Aggressivi i Borstal, nerboruti i Borstal, e lo dimostrano sin dalle prime battute del qui presente EP: dopo un intro realistico, narrante i quotidiani episodi criminal-polizieschi, è proprio Mendivil ad impugnare il microfono ed urlare tutta la propria furia, mentre il suono dentellato della chitarra sega in due l’aria divenuta nel frattempo pesante ed irruente. Feroci i Borstal, battaglieri come ben rappresentato dalla mazza ferrata e dal tirapugni con lama impressi al centro della copertina di “At Her Majesty’s Pleasure”. Ci sono i Madball, ci sono i Sick Of It All come pure i Cro-Mags, ma sono influenze che non intaccano la mano singolare della band che con “Karma” innalza un muro spinato, roccioso e scolpito dalla superba precisione e potenza dello stesso Barker.

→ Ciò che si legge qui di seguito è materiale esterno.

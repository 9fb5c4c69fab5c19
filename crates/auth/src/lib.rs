//! Credential acquisition and renewal.
//!
//! Covers the OAuth2 + PKCE authorization-code flow, JWT rotating-token
//! exchange, and the [`AuthManager`] that turns a stored credential into a
//! token an executor can send upstream.

pub mod callback;
pub mod exchange;
pub mod flow;
pub mod jwt;
pub mod manager;
pub mod oauth;
pub mod pkce;
pub mod state;

pub use exchange::JwtExchanger;
pub use jwt::{JwtClaims, extract_rotating_token, parse_token};
pub use manager::{AccessToken, AuthManager};
pub use oauth::{AuthorizationRequest, OAuthClient, TokenGrant};
pub use pkce::PkceChallenge;
pub use state::{AuthState, StateRegistry};
//! Async traits shared across all keygate crates.
//!
//! Every cross-crate abstraction is defined here so that higher layers depend
//! only on `keygate-types`, not on each other.

use crate::{Capability, ChunkStream, Credential, CredentialRef, ProviderId, Request, Response, Result};
use async_trait::async_trait;
use serde_json::Value;
use tokio_util::sync::CancellationToken;

/// Durable storage underneath the credential store's cache.
///
/// Backends only move records; caching, expiry, and refresh coordination live
/// one layer up.
#[async_trait]
pub trait CredentialBackend: Send + Sync {
    /// Loads a record.
    ///
    /// # Errors
    ///
    /// [`GatewayError::CredentialNotFound`](crate::GatewayError::CredentialNotFound)
    /// if absent, [`GatewayError::CorruptCredential`](crate::GatewayError::CorruptCredential)
    /// if it cannot be decoded.
    async fn load(&self, provider: &ProviderId, identity: &str) -> Result<Credential>;

    /// Persists a record, replacing any previous one.
    async fn store(&self, credential: &Credential) -> Result<()>;

    /// Removes a record. Removing an absent record is not an error.
    async fn remove(&self, provider: &ProviderId, identity: &str) -> Result<()>;

    /// Lists identities stored for a provider, sorted.
    async fn identities(&self, provider: &ProviderId) -> Result<Vec<String>>;
}

/// Translates a request body from one wire format into another.
///
/// Implementations must be pure (no I/O).
pub trait RequestTranslator: Send + Sync {
    /// # Errors
    ///
    /// Returns [`GatewayError::Translation`](crate::GatewayError::Translation)
    /// if the request cannot be translated.
    fn translate_request(&self, req: Value) -> Result<Value>;
}

/// Translates a complete response body back into the caller's wire format.
///
/// Implementations must be pure (no I/O).
pub trait ResponseTranslator: Send + Sync {
    /// # Errors
    ///
    /// Returns [`GatewayError::Translation`](crate::GatewayError::Translation)
    /// if the response cannot be translated.
    fn translate_response(&self, res: Value) -> Result<Value>;
}

/// Issues requests against one upstream provider family.
#[async_trait]
pub trait Executor: Send + Sync {
    /// Routing key, unique within a registry.
    fn id(&self) -> &str;

    /// Features this executor can serve.
    fn capabilities(&self) -> &[Capability];

    /// Returns `true` if every capability in `required` is supported.
    fn supports_all(&self, required: &[Capability]) -> bool {
        required.iter().all(|c| self.capabilities().contains(c))
    }

    /// Performs a blocking (non-streaming) call.
    async fn execute(
        &self,
        ctx: &CancellationToken,
        credential: &CredentialRef,
        request: &Request,
    ) -> Result<Response>;

    /// Starts a streaming call.
    ///
    /// Returns once the upstream accepted the stream; later failures arrive
    /// in-stream.
    async fn execute_stream(
        &self,
        ctx: &CancellationToken,
        credential: &CredentialRef,
        request: &Request,
    ) -> Result<ChunkStream>;
}
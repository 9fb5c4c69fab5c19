//! Resolves stored credentials into usable upstream tokens.
//!
//! Responsibilities:
//! - Load credentials from the [`CredentialStore`].
//! - Refresh expired OAuth pairs through the provider's [`OAuthClient`]
//!   (single-flight per record).
//! - Exchange JWT cookies through the provider's [`JwtExchanger`].
//! - Logout: best-effort revoke, then unconditional local deletion.

use crate::{exchange::JwtExchanger, oauth::OAuthClient, state::StateRegistry};
use keygate_config::Config;
use keygate_store::CredentialStore;
use keygate_types::{
    Credential, CredentialKind, CredentialRef, CredentialStatus, GatewayError, ProviderId, Result,
    Secret,
};
use std::{collections::HashMap, sync::Arc, time::Duration};
use tokio_util::sync::CancellationToken;

/// A token ready to attach to an upstream request.
#[derive(Clone)]
pub struct AccessToken {
    pub token: String,
    /// Kind of the credential it came from; decides the auth header.
    pub kind: CredentialKind,
}

impl std::fmt::Debug for AccessToken {
    fn fmt(&self, f: &mut std::fmt::Formatter<'_>) -> std::fmt::Result {
        f.debug_struct("AccessToken")
            .field("kind", &self.kind)
            .finish_non_exhaustive()
    }
}

pub struct AuthManager {
    store: Arc<CredentialStore>,
    states: Arc<StateRegistry>,
    oauth: HashMap<ProviderId, Arc<OAuthClient>>,
    exchangers: HashMap<ProviderId, Arc<JwtExchanger>>,
}

impl AuthManager {
    pub fn new(store: Arc<CredentialStore>) -> Self {
        Self {
            store,
            states: Arc::new(StateRegistry::new()),
            oauth: HashMap::new(),
            exchangers: HashMap::new(),
        }
    }

    /// Builds OAuth clients and exchangers for every configured profile.
    pub fn from_config(config: &Config, store: Arc<CredentialStore>, http: &reqwest::Client) -> Self {
        let timeout = Duration::from_secs(config.http.credential_timeout_secs);
        let mut manager = Self::new(store);
        for (provider, profile) in &config.oauth {
            let client = OAuthClient::new(
                provider.clone(),
                profile.clone(),
                http.clone(),
                manager.states.clone(),
            )
            .with_timeout(timeout);
            manager = manager.with_oauth(client);
        }
        for (provider, profile) in &config.exchange {
            let exchanger = JwtExchanger::new(http.clone(), profile).with_timeout(timeout);
            manager = manager.with_exchanger(provider.clone(), exchanger);
        }
        manager
    }

    #[must_use]
    pub fn with_oauth(mut self, client: OAuthClient) -> Self {
        self.oauth.insert(client.provider().clone(), Arc::new(client));
        self
    }

    #[must_use]
    pub fn with_exchanger(mut self, provider: ProviderId, exchanger: JwtExchanger) -> Self {
        self.exchangers.insert(provider, Arc::new(exchanger));
        self
    }

    #[must_use]
    pub fn store(&self) -> &Arc<CredentialStore> {
        &self.store
    }

    #[must_use]
    pub fn states(&self) -> &Arc<StateRegistry> {
        &self.states
    }

    /// The OAuth client configured for `provider`.
    ///
    /// # Errors
    ///
    /// Returns [`GatewayError::Config`] if no OAuth profile exists.
    pub fn oauth_client(&self, provider: &ProviderId) -> Result<Arc<OAuthClient>> {
        self.oauth
            .get(provider)
            .cloned()
            .ok_or_else(|| GatewayError::Config(format!("no oauth profile for {provider}")))
    }

    /// The exchanger configured for `provider`.
    ///
    /// # Errors
    ///
    /// Returns [`GatewayError::Config`] if no exchange profile exists.
    pub fn exchanger(&self, provider: &ProviderId) -> Result<Arc<JwtExchanger>> {
        self.exchangers
            .get(provider)
            .cloned()
            .ok_or_else(|| GatewayError::Config(format!("no exchange profile for {provider}")))
    }

    /// Returns a valid token for `credential`, refreshing or exchanging at
    /// most once.
    ///
    /// # Errors
    ///
    /// - `CredentialNotFound` / `CorruptCredential` from the store.
    /// - `CredentialExpired` for a revoked record, an expired JWT cookie, or
    ///   an expired OAuth pair without a refresh token.
    /// - `RefreshFailed` if the refresh or exchange call fails.
    /// - `Cancelled` if `ctx` fires first.
    pub async fn access_token(
        &self,
        ctx: &CancellationToken,
        credential: &CredentialRef,
    ) -> Result<AccessToken> {
        let CredentialRef { provider, identity } = credential;
        let stored = self.store.get(provider, identity).await?;
        if stored.status == CredentialStatus::Revoked {
            return Err(expired(credential));
        }
        let kind = stored.kind();
        let token = match &stored.secret {
            Secret::ApiKey { key } => key.clone(),
            Secret::OauthPair { access_token, .. } if !stored.is_expired() => access_token.clone(),
            Secret::OauthPair { .. } => {
                let refreshed = tokio::select! {
                    biased;
                    () = ctx.cancelled() => return Err(GatewayError::Cancelled),
                    r = self.refresh(credential, &stored) => r?,
                };
                refreshed.access_token().to_string()
            }
            Secret::JwtCookie { .. } if stored.is_expired() => return Err(expired(credential)),
            Secret::JwtCookie { token, .. } => {
                let exchanger = self.exchanger(provider)?;
                exchanger
                    .exchange_token(ctx, token)
                    .await
                    .map_err(|e| refresh_failed(credential, e))?
            }
        };
        Ok(AccessToken { token, kind })
    }

    async fn refresh(&self, credential: &CredentialRef, stored: &Credential) -> Result<Credential> {
        if stored.refresh_token().is_none() {
            return Err(expired(credential));
        }
        let client = self.oauth_client(&credential.provider)?;
        tracing::info!(provider = %credential.provider, identity = %credential.identity, "refreshing credential");
        self.store
            .refresh_with(&credential.provider, &credential.identity, |mut current| async move {
                let Some(refresh_token) = current.refresh_token().map(str::to_string) else {
                    return Err(expired(credential));
                };
                let grant = client
                    .refresh_token(&refresh_token)
                    .await
                    .map_err(|e| refresh_failed(credential, e))?;
                current.apply_refresh(
                    grant.into_credential(credential.provider.clone(), credential.identity.clone()),
                )?;
                Ok(current)
            })
            .await
    }

    /// Revokes (best effort) and deletes a stored credential.
    ///
    /// Local deletion happens even when the record is unreadable or the
    /// revoke call fails.
    ///
    /// # Errors
    ///
    /// Returns the store's error if the local deletion fails.
    pub async fn logout(&self, provider: &ProviderId, identity: &str) -> Result<()> {
        match self.store.get(provider, identity).await {
            Ok(credential) => {
                if let Secret::OauthPair {
                    access_token,
                    refresh_token,
                    ..
                } = &credential.secret
                    && let Some(client) = self.oauth.get(provider)
                {
                    client
                        .revoke_token(refresh_token.as_deref().unwrap_or(access_token))
                        .await;
                }
                if let Secret::JwtCookie { .. } = &credential.secret
                    && let Some(exchanger) = self.exchangers.get(provider)
                {
                    exchanger.clear();
                }
            }
            Err(e) => {
                tracing::warn!(%provider, identity, error = %e, "deleting credential without revocation");
            }
        }
        self.store.delete(provider, identity).await?;
        tracing::info!(%provider, identity, "logged out");
        Ok(())
    }

    /// Every readable credential stored for `provider`.
    ///
    /// # Errors
    ///
    /// Returns the store's error if listing fails.
    pub async fn credentials(&self, provider: &ProviderId) -> Result<Vec<Result<Credential>>> {
        let mut out = Vec::new();
        for identity in self.store.list(provider).await? {
            out.push(self.store.get(provider, &identity).await);
        }
        Ok(out)
    }

    /// Providers this manager can log in to or exchange for.
    #[must_use]
    pub fn providers(&self) -> Vec<ProviderId> {
        let mut out: Vec<ProviderId> = self
            .oauth
            .keys()
            .chain(self.exchangers.keys())
            .cloned()
            .collect();
        out.sort();
        out.dedup();
        out
    }
}

fn expired(credential: &CredentialRef) -> GatewayError {
    GatewayError::CredentialExpired {
        provider: credential.provider.clone(),
        identity: credential.identity.clone(),
    }
}

fn refresh_failed(credential: &CredentialRef, err: GatewayError) -> GatewayError {
    if matches!(
        err.root(),
        GatewayError::Cancelled | GatewayError::InvalidJwt(_)
    ) {
        return err;
    }
    GatewayError::RefreshFailed {
        provider: credential.provider.clone(),
        identity: credential.identity.clone(),
        reason: err.to_string(),
    }
}

impl std::fmt::Debug for AuthManager {
    fn fmt(&self, f: &mut std::fmt::Formatter<'_>) -> std::fmt::Result {
        f.debug_struct("AuthManager")
            .field("providers", &self.providers())
            .finish_non_exhaustive()
    }
}
//! Login flows that end with a credential in the store.

use crate::{
    AuthManager,
    callback::{CallbackServer, Redirect},
    jwt,
};
use keygate_types::{Credential, CredentialRef, DEFAULT_IDENTITY, GatewayError, ProviderId, Result};
use std::time::Duration;

/// Runs the interactive OAuth2 + PKCE login for `provider`.
///
/// The callback listener is bound before the browser opens. The stored
/// identity is `identity` if given, else the account e-mail the provider
/// reports, else `"default"`.
///
/// # Errors
///
/// Returns an error if no OAuth profile is configured, the callback port
/// cannot be bound, the redirect carries an error or an invalid state, or the
/// code exchange fails.
pub async fn login(
    auth: &AuthManager,
    provider: &ProviderId,
    identity: Option<&str>,
    timeout: Duration,
) -> Result<CredentialRef> {
    let client = auth.oauth_client(provider)?;
    let server = CallbackServer::bind(&client.profile().redirect_uri).await?;
    let request = client.generate_auth_url()?;
    open_browser(&request.url);

    let (code, state) = match server.wait(timeout).await? {
        Redirect::Authorized { code, state } => (code, state),
        Redirect::Denied { error, description } => {
            return Err(GatewayError::Validation(format!(
                "authorization denied: {error} {}",
                description.unwrap_or_default()
            )));
        }
    };

    let grant = client.complete(&code, &state).await?;
    let identity = identity
        .map(str::to_string)
        .or_else(|| grant.account.clone())
        .unwrap_or_else(|| DEFAULT_IDENTITY.to_string());
    let credential = grant.into_credential(provider.clone(), identity);
    let reference = credential.reference();
    auth.store().save(credential).await?;
    tracing::info!(%provider, identity = %reference.identity, "login successful");
    Ok(reference)
}

/// Stores a static API key.
///
/// # Errors
///
/// Returns [`GatewayError::Validation`] for an empty key, or the store's error.
pub async fn save_api_key(
    auth: &AuthManager,
    provider: &ProviderId,
    identity: &str,
    key: &str,
) -> Result<CredentialRef> {
    let credential = Credential::api_key(provider.clone(), identity, key.trim());
    let reference = credential.reference();
    auth.store().save(credential).await?;
    tracing::info!(%provider, identity, "api key stored");
    Ok(reference)
}

/// Validates and stores a bearer JWT cookie.
///
/// # Errors
///
/// Returns [`GatewayError::InvalidJwt`] if the token fails validation against
/// the provider's rotating-token claim, or the store's error.
pub async fn save_jwt_cookie(
    auth: &AuthManager,
    provider: &ProviderId,
    identity: &str,
    token: &str,
) -> Result<CredentialRef> {
    let claim = auth
        .exchanger(provider)
        .map(|e| e.rotating_claim().to_string())
        .unwrap_or_else(|_| jwt::DEFAULT_ROTATING_CLAIM.to_string());
    let claims = jwt::parse_token(token.trim(), &claim)?;
    let credential = Credential::jwt_cookie(provider.clone(), identity, token.trim(), claims.expires_at);
    let reference = credential.reference();
    auth.store().save(credential).await?;
    tracing::info!(%provider, identity, "jwt cookie stored");
    Ok(reference)
}

fn open_browser(url: &str) {
    eprintln!("Opening browser for authorization...");
    eprintln!("If the browser does not open, visit:\n  {url}");
    if let Err(e) = open::that(url) {
        tracing::warn!(error = %e, "failed to open browser");
    }
}

#[cfg(test)]
mod tests {
    use super::*;
    use crate::jwt::tests::make_jwt;
    use keygate_store::CredentialStore;
    use keygate_types::{CredentialKind, unix_now};
    use serde_json::json;
    use std::sync::Arc;

    fn manager() -> AuthManager {
        AuthManager::new(Arc::new(CredentialStore::in_memory()))
    }

    #[tokio::test]
    async fn test_save_api_key() {
        let m = manager();
        let r = save_api_key(&m, &ProviderId::claude(), "default", " sk-1 \n")
            .await
            .unwrap();
        let c = m.store().get(&r.provider, &r.identity).await.unwrap();
        assert_eq!(c.access_token(), "sk-1");
    }

    #[tokio::test]
    async fn test_save_empty_api_key_rejected() {
        let err = save_api_key(&manager(), &ProviderId::claude(), "default", "  ")
            .await
            .unwrap_err();
        assert!(matches!(err, GatewayError::Validation(_)));
    }

    #[tokio::test]
    async fn test_save_jwt_cookie_records_expiry() {
        let m = manager();
        let exp = unix_now() + 3600;
        let token = make_jwt(&json!({"exp": exp, "rotating_token": "R"}));
        let r = save_jwt_cookie(&m, &ProviderId::new("web").unwrap(), "me", &token)
            .await
            .unwrap();
        let c = m.store().get(&r.provider, &r.identity).await.unwrap();
        assert_eq!(c.kind(), CredentialKind::JwtCookie);
        assert_eq!(c.expires_at(), Some(exp));
    }

    #[tokio::test]
    async fn test_save_invalid_jwt_rejected() {
        let err = save_jwt_cookie(&manager(), &ProviderId::new("web").unwrap(), "me", "a.b")
            .await
            .unwrap_err();
        assert!(matches!(err, GatewayError::InvalidJwt(_)));
    }

    #[tokio::test]
    async fn test_login_without_profile() {
        let err = login(&manager(), &ProviderId::claude(), None, Duration::from_secs(1))
            .await
            .unwrap_err();
        assert!(matches!(err, GatewayError::Config(_)));
    }
}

Pugno in pieno volto. E se “We Stand As One” si erge a manifesto d’unione dell’intero movimento, è la successiva “Vicious Circles” a scatenare un autentico vortice ritmico, battuto colpo su colpo dall’ex Cradle Of Filth, sul quale Mendivil erge il suo personalissimo inno di battaglia, invitando tutti a “Gotta keep your head firm cos life is at stake“. E’ in gioco la vita, dice il singer inglese, anticipando un finale di EP che conferma la buona riuscita di questo debutto a tinte hardcore. Una conclusione che rende omaggio alla punk rock band dei The Last Resort e alla loro “King Of The Jungle”. Una cover esplosiva nella quale fa la sua apparizione Arthur Kitchener, padre del chitarrista Lee, simbolo della scena Brit Oi, nonché membro degli stessi The Last Resort. Ed è proprio la voce di Kitchener senior che, riprendendo l’intro della versione originale, ci annuncia che non vi è “nessun disordine, nessuna confusione, solo puro impatto. Fucking Borstal“. E come dargli torto!